Courage fuyons ! C'est le réflexe que pourraient adopter les épargnants lorsqu'ils lisent les articles de presse concernant la baisse du prix des parts des SCPI.
En effet, ces dernières semaines, 6 sociétés de gestion, ont annoncé qu'elles baissaient le prix des parts de leurs SCPI. Qu'est-ce que cela veut dire ?
Rappelons tout d'abord, ce qu'est une SCPI :
Les sociétés civiles de placement immobilier (SCPI) sont des sociétés (SCI) qui collectent de l'argent afin de le placer (P) dans des actifs immobiliers qui seront mis en location. Les loyers nets seront ensuite redistribués aux investisseurs au prorata du nombre de parts acquises de la SCPI.
Comme pour un investissement locatif en direct, le propriétaire des parts de SCPI bénéficie de 2 sources de gains : les revenus (loyers, appelés dividendes pour les parts de SCPI) et les plus-values (augmentation de la valeur des immeubles) matérialisés par la valeur des parts des SCPI.
Par conséquent, lorsque des sociétés de gestion annoncent une baisse de la valeur des parts, c'est parce que des experts indépendants ont considéré que la valeur de leurs immeubles avait baissé de façon significative.
Comment expliquer cette baisse ?
Tout d'abord, il faut préciser que seules 6 sociétés de gestion de SCPI sur 220 environ ont à ce jour baissé le prix de leurs parts. Mais d'autres suivront probablement.
Sur le plan macro-économique, la forte hausse des taux d'intérêt a un impact direct sur la valorisation des actifs immobiliers. En effet, lorsque les placements sans risque comme le Livret A passent de 1% à 3%, les rendements des placements plus risqués comme l'immobilier doivent également augmenter afin de rester compétitifs pour les investisseurs. Or pour augmenter le rendement, il y a seulement 2 moyens : augmenter les loyers (ce qui se fait avec l'inflation) ou diminuer le prix des immeubles. Car le rendement d'un bien est le rapport entre le loyer annuel versé et le prix du bien immobilier.

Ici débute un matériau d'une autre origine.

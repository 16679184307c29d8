// SPDX-License-Identifier: BUSL-1.1
// Copyright (c) 2026 Alfred Jean LLC

//! Top-level process wiring: CLI surface, tracing init, and the prepare/run
//! split so integration tests can drive a fully-wired engine without going
//! through `main`.

use std::path::PathBuf;
use std::sync::Arc;
use std::time::Duration;

use clap::Parser;
use tokio::net::TcpListener;
use tokio::sync::mpsc;
use tokio_util::sync::CancellationToken;
use tracing::{error, info};
use tracing_subscriber::EnvFilter;

use crate::config::ConfigManager;
use crate::handler::RequestHandler;
use crate::orchestrator::{LoggingPublishSink, Orchestrator};
use crate::registry::Registry;
use crate::support::{PeriodicLogThrottler, RealUuidGen, TimerWheel};
use crate::transport::{json_gateway, EngineClient, NativeServer, Transport};

#[derive(Parser, Clone, Debug)]
#[command(name = "lom-engined", version, about = "Device-health remediation engine.")]
pub struct Config {
    /// Directory holding globals.conf.json, actions.conf.json, bindings.conf.json.
    #[arg(long, env = "LOM_CONFIG_DIR", default_value = "/etc/lom")]
    pub config_dir: PathBuf,

    /// Host the JSON gateway binds to.
    #[arg(long, env = "LOM_HOST", default_value = "127.0.0.1")]
    pub host: String,

    /// Port the JSON gateway binds to.
    #[arg(long, env = "LOM_PORT", default_value = "5555")]
    pub port: u16,

    #[arg(long, env = "LOM_LOG_FORMAT", default_value = "json")]
    pub log_format: String,

    #[arg(long, env = "LOM_LOG_LEVEL", default_value = "info")]
    pub log_level: String,
}

impl Config {
    fn globals_path(&self) -> PathBuf {
        self.config_dir.join("globals.conf.json")
    }
    fn actions_path(&self) -> PathBuf {
        self.config_dir.join("actions.conf.json")
    }
    fn bindings_path(&self) -> PathBuf {
        self.config_dir.join("bindings.conf.json")
    }
}

/// Initialize tracing/logging from config. Uses `try_init` so it's safe to
/// call multiple times (e.g. from tests).
pub fn init_tracing(config: &Config) {
    use tracing_subscriber::fmt;

    let filter = if std::env::var("LOM_LOG_LEVEL").is_err() && config.log_level == "info" {
        EnvFilter::try_from_default_env().unwrap_or_else(|_| EnvFilter::new(&config.log_level))
    } else {
        EnvFilter::try_new(&config.log_level).unwrap_or_else(|_| EnvFilter::new("info"))
    };

    let result = match config.log_format.as_str() {
        "json" => fmt::fmt().with_env_filter(filter).json().try_init(),
        _ => fmt::fmt().with_env_filter(filter).try_init(),
    };
    drop(result);
}

/// A fully-wired engine, bound and ready to serve, before the caller hands
/// control to [`PreparedEngine::run`].
pub struct PreparedEngine {
    pub shutdown: CancellationToken,
    pub native: Arc<dyn Transport>,
    listener: TcpListener,
    handler_task: tokio::task::JoinHandle<()>,
    /// Kept alive only so the periodic-log worker's channel stays open; the
    /// engine doesn't submit entries to it directly today.
    _periodic: PeriodicLogThrottler,
}

impl PreparedEngine {
    /// In-process client bound to the native transport, for callers that
    /// want to talk to this engine without a network hop (tests, same-binary
    /// plugins).
    pub fn client(&self, client_name: impl Into<String>) -> EngineClient {
        EngineClient::new(client_name, self.native.clone())
    }

    /// Serves the JSON gateway until `shutdown` is cancelled, then waits for
    /// the request-handler worker to drain.
    pub async fn run(self) -> anyhow::Result<()> {
        let router = json_gateway::router(self.native.clone());
        let shutdown = self.shutdown.clone();
        let result = axum::serve(self.listener, router)
            .with_graceful_shutdown(shutdown.cancelled_owned())
            .await;
        if let Err(e) = result {
            error!("json gateway server error: {e}");
        }
        let _ = self.handler_task.await;
        Ok(())
    }
}

/// Load config, wire every component, and bind the JSON gateway's listener,
/// but don't start serving yet — mirrors the teacher's prepare/run split so
/// callers can inspect the engine (or bind `client()`) before it runs.
pub async fn prepare(config: Config) -> anyhow::Result<PreparedEngine> {
    init_tracing(&config);

    let config_manager = Arc::new(ConfigManager::load(
        &config.globals_path(),
        &config.actions_path(),
        &config.bindings_path(),
    )?);

    let shutdown = CancellationToken::new();

    let min_period =
        Duration::from_secs(config_manager.globals().get_int("MIN_PERIODIC_LOG_PERIOD_SECS").max(0) as u64);
    let periodic = PeriodicLogThrottler::spawn(min_period, shutdown.clone());

    let timers = TimerWheel::spawn();
    let (timer_tx, timer_rx) = mpsc::unbounded_channel();
    let uuid_gen: Arc<dyn crate::support::UuidGen> = Arc::new(RealUuidGen::default());

    let registry = Registry::new(config_manager.clone());
    let orchestrator = Orchestrator::new(
        config_manager.clone(),
        uuid_gen.clone(),
        Arc::new(LoggingPublishSink),
        timers,
        timer_tx,
    );

    let handler = RequestHandler::new(registry, orchestrator, uuid_gen);
    let (inbox_tx, inbox_rx) = mpsc::channel(256);
    let handler_shutdown = shutdown.clone();
    let handler_task = tokio::spawn(handler.run(inbox_rx, timer_rx, handler_shutdown));

    let native: Arc<dyn Transport> = Arc::new(NativeServer::new(inbox_tx));

    let addr = format!("{}:{}", config.host, config.port);
    let listener = TcpListener::bind(&addr).await?;
    info!("lom-engined listening on {addr}");

    spawn_signal_handler(shutdown.clone());

    Ok(PreparedEngine { shutdown, native, listener, handler_task, _periodic: periodic })
}

pub async fn run(config: Config) -> anyhow::Result<()> {
    prepare(config).await?.run().await
}

fn spawn_signal_handler(shutdown: CancellationToken) {
    tokio::spawn(async move {
        let mut sigterm = tokio::signal::unix::signal(tokio::signal::unix::SignalKind::terminate()).ok();
        let mut sigint = tokio::signal::unix::signal(tokio::signal::unix::SignalKind::interrupt()).ok();

        tokio::select! {
            _ = async {
                if let Some(ref mut s) = sigterm { s.recv().await } else { std::future::pending().await }
            } => {
                info!("received SIGTERM");
            }
            _ = async {
                if let Some(ref mut s) = sigint { s.recv().await } else { std::future::pending().await }
            } => {
                info!("received SIGINT");
            }
        }
        shutdown.cancel();

        tokio::select! {
            _ = async {
                if let Some(ref mut s) = sigterm { s.recv().await } else { std::future::pending().await }
            } => {
                info!("received SIGTERM again, forcing exit");
            }
            _ = async {
                if let Some(ref mut s) = sigint { s.recv().await } else { std::future::pending().await }
            } => {
                info!("received SIGINT again, forcing exit");
            }
        }
        std::process::exit(130);
    });
}

#[cfg(test)]
#[path = "run_tests.rs"]
mod tests;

Sur le plan micro-économique, les 6 sociétés de gestion qui ont baissé le prix de leurs parts sont toutes des filiales de banques (Natixis, BNP, Crédit Agricole, HSBC) qui gèrent de très grosses SCPI. Ces dernières années, elles avaient collecté des montants très importants de d'épargne. Et pour éponger l'excès d'épargne collectée, elles ont acheté à tout-va des immeubles souvent trop chers. Notamment beaucoup d'immeubles de bureaux à La Défense et en région parisienne. Ce secteur, particulièrement les grands plateaux de plus de 1.000 m2 est en souffrance, à cause du télétravail et de la réduction des surfaces louées par les entreprises.
D'autres sociétés de gestion risquent de se trouver en difficulté ces prochaines semaines. Celles qui ont ouvert la collecte aux investisseurs institutionnels. Les investisseurs institutionnels ne gèrent pas comme les particuliers. Ils ont une gestion beaucoup plus active et court-termiste. Certains ont déjà demandé aux sociétés de gestion le retrait de leur part. Or les sociétés de gestion qui n'ont pas ou peu de liquidités vont être obligées de revendre des immeubles (souvent à prix cassé) pour pouvoir "rendre l'argent aux institutionnels". Encore une fois, ce sont les grosses sociétés de gestion, notamment les bancaires, qui sont concernées.
Les sociétés de gestion qui seront épargnées par les baisses de prix de parts sont celles qui ont eu une gestion intelligente.
- Elles ont maîtrisé leur collecte.
- Elles ont ainsi pu attendre de bonnes opportunités pour investir.
- Elles ont diversifié leurs investissements.
- Elles n'ont pas ouvert la collecte aux investisseurs institutionnels.
- Elles n'auront donc pas de problèmes de liquidités liés aux retraits et pourront continuer à investir.
- Elles pourront saisir les opportunités de ceux qui vendent à prix cassés.
- Elles amélioreront ainsi les taux de distribution de leurs SCPI.
Ces sociétés de gestion sont généralement des sociétés indépendantes, qui n'appartiennent pas à de grands groupes bancaires et dont la direction est assurée par le fondateur ou par une équipe dirigeante stable et implantée de longue date.
Alors faut-il fuir les SCPI ?
Poser cette question, c'est poser la même question que pour les actions en période de baisse de marchés. Faut-il fuir la Bourse quand elle baisse ?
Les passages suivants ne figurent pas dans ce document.